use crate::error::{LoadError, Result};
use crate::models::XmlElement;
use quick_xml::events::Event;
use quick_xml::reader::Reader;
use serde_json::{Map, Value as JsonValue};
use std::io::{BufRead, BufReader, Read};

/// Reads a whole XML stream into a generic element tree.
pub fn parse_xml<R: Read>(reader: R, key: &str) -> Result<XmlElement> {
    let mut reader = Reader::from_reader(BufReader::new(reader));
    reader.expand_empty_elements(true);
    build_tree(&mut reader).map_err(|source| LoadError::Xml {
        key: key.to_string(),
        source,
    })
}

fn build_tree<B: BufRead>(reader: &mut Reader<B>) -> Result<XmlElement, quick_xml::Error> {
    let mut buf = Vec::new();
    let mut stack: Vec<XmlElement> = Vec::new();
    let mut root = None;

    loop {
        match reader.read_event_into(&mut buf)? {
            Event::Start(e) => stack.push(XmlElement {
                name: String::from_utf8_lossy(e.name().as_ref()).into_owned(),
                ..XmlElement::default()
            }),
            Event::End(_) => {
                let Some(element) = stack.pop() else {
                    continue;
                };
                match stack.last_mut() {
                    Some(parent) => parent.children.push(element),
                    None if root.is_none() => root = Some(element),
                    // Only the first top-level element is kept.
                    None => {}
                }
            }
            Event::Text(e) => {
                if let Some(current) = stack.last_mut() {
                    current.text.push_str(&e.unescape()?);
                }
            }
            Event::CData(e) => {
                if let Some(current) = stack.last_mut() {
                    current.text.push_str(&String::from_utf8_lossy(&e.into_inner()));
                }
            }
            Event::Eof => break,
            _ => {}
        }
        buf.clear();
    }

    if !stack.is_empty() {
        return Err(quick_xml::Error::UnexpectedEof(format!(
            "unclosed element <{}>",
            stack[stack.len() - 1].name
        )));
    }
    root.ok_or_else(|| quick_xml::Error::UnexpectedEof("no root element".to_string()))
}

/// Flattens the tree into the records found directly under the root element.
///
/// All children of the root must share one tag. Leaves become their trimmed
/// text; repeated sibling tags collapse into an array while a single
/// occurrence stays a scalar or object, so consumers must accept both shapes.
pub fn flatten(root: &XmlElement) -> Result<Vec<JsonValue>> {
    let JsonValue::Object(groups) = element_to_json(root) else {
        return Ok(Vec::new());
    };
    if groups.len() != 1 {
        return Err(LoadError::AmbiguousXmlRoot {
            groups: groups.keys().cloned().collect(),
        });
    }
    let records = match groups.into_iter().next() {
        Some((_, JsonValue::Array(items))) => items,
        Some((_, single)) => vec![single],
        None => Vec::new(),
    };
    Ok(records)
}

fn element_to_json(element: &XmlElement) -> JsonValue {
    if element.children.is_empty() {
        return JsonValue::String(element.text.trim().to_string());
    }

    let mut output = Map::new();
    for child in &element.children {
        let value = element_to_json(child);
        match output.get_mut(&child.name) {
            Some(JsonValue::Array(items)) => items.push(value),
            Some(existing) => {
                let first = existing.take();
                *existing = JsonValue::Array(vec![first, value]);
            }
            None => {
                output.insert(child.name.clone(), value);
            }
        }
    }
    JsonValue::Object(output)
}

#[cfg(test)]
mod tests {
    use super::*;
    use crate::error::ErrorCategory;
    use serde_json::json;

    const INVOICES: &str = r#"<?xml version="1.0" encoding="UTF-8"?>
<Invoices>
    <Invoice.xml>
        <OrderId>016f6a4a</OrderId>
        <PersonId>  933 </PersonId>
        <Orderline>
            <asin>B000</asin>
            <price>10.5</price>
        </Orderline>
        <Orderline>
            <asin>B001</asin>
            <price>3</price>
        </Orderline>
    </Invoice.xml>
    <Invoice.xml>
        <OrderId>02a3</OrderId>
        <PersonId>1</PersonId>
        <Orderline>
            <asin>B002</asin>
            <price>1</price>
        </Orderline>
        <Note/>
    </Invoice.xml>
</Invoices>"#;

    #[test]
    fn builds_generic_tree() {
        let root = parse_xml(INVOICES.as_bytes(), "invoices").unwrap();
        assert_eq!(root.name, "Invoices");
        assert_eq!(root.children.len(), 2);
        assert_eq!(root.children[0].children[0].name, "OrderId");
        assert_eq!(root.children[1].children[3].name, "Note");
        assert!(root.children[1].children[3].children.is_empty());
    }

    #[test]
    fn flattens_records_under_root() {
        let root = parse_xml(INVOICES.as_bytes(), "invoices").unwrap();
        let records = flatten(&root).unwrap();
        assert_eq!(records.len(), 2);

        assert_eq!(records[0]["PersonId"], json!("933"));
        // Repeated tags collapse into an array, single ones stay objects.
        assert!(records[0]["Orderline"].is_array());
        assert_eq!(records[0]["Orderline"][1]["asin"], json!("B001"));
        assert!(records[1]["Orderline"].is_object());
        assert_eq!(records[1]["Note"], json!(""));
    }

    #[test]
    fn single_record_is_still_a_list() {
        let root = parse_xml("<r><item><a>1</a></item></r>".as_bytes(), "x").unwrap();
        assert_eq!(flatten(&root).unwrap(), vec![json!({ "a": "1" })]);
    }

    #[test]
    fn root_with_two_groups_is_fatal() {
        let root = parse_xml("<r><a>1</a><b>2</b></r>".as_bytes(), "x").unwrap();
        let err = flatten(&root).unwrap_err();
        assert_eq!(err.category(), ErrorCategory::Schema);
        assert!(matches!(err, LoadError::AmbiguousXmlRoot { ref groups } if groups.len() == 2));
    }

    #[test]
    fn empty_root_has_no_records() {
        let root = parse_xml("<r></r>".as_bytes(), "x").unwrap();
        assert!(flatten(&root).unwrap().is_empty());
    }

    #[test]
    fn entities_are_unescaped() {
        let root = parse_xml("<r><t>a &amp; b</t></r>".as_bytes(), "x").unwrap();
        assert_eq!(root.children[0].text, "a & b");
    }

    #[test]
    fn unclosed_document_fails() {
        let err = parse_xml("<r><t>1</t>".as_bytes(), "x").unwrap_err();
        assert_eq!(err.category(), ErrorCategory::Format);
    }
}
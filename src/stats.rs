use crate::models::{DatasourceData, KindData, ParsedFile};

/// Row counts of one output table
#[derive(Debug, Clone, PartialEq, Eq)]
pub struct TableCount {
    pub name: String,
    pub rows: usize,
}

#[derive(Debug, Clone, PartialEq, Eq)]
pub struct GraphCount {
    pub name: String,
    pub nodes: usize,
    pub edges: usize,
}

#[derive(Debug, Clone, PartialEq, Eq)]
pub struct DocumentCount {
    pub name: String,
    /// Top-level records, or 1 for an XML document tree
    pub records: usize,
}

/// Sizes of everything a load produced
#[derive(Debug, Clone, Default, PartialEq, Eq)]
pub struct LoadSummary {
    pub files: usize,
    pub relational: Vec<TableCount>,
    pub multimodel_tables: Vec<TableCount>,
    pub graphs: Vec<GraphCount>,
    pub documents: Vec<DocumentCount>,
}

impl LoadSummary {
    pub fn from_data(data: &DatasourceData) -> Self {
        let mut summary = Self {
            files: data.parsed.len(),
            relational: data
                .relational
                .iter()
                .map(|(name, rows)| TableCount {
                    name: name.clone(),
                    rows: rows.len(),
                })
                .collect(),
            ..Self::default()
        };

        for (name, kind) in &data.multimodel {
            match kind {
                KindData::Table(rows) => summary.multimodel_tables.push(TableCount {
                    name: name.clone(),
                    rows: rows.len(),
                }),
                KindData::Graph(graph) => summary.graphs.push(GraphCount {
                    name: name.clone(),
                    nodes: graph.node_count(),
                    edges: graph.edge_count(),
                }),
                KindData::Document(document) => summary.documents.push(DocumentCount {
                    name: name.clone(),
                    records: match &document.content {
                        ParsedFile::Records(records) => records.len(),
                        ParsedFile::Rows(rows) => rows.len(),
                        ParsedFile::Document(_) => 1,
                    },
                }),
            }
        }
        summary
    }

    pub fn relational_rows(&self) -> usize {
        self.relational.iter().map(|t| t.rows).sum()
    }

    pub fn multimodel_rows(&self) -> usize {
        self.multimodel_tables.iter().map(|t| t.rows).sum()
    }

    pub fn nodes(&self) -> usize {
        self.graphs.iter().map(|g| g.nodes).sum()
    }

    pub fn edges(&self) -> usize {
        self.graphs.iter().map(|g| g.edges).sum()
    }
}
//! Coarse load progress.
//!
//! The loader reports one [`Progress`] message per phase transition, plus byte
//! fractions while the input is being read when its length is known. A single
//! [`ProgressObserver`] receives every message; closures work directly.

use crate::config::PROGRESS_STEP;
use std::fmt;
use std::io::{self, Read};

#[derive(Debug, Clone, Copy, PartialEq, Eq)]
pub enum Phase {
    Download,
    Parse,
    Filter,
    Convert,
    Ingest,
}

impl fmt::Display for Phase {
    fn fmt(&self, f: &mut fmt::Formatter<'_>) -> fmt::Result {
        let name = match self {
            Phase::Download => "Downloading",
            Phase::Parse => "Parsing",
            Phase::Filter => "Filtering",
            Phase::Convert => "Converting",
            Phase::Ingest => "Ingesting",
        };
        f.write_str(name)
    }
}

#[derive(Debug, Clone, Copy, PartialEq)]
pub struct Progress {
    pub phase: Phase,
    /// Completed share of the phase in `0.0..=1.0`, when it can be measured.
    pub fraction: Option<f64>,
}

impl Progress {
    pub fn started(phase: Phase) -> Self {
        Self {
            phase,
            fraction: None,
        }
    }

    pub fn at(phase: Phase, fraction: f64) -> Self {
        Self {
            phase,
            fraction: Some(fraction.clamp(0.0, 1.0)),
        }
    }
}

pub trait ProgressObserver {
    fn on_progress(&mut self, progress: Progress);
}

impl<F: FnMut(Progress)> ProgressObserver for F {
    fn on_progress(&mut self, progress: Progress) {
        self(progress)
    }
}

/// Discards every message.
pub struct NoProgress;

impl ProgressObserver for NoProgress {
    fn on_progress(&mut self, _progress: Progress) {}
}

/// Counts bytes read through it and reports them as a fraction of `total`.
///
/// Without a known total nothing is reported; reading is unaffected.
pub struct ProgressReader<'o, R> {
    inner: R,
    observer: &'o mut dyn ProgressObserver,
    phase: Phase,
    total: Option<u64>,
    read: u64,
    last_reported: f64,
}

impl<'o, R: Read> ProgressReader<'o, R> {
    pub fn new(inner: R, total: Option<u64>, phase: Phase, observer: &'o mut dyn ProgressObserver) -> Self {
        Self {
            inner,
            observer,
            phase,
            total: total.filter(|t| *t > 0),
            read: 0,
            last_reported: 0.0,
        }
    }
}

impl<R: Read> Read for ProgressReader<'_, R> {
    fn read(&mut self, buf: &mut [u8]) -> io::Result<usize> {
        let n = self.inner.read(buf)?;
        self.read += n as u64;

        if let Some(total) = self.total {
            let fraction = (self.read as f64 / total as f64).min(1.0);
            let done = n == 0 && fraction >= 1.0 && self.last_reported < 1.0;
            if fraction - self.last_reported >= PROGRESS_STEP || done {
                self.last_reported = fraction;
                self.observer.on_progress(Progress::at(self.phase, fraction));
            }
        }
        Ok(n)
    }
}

# # # # #

**Instructions for the task**
Count each line of the material that includes the string "NoProgress", then give only the total.

**Answer for this exercise**
2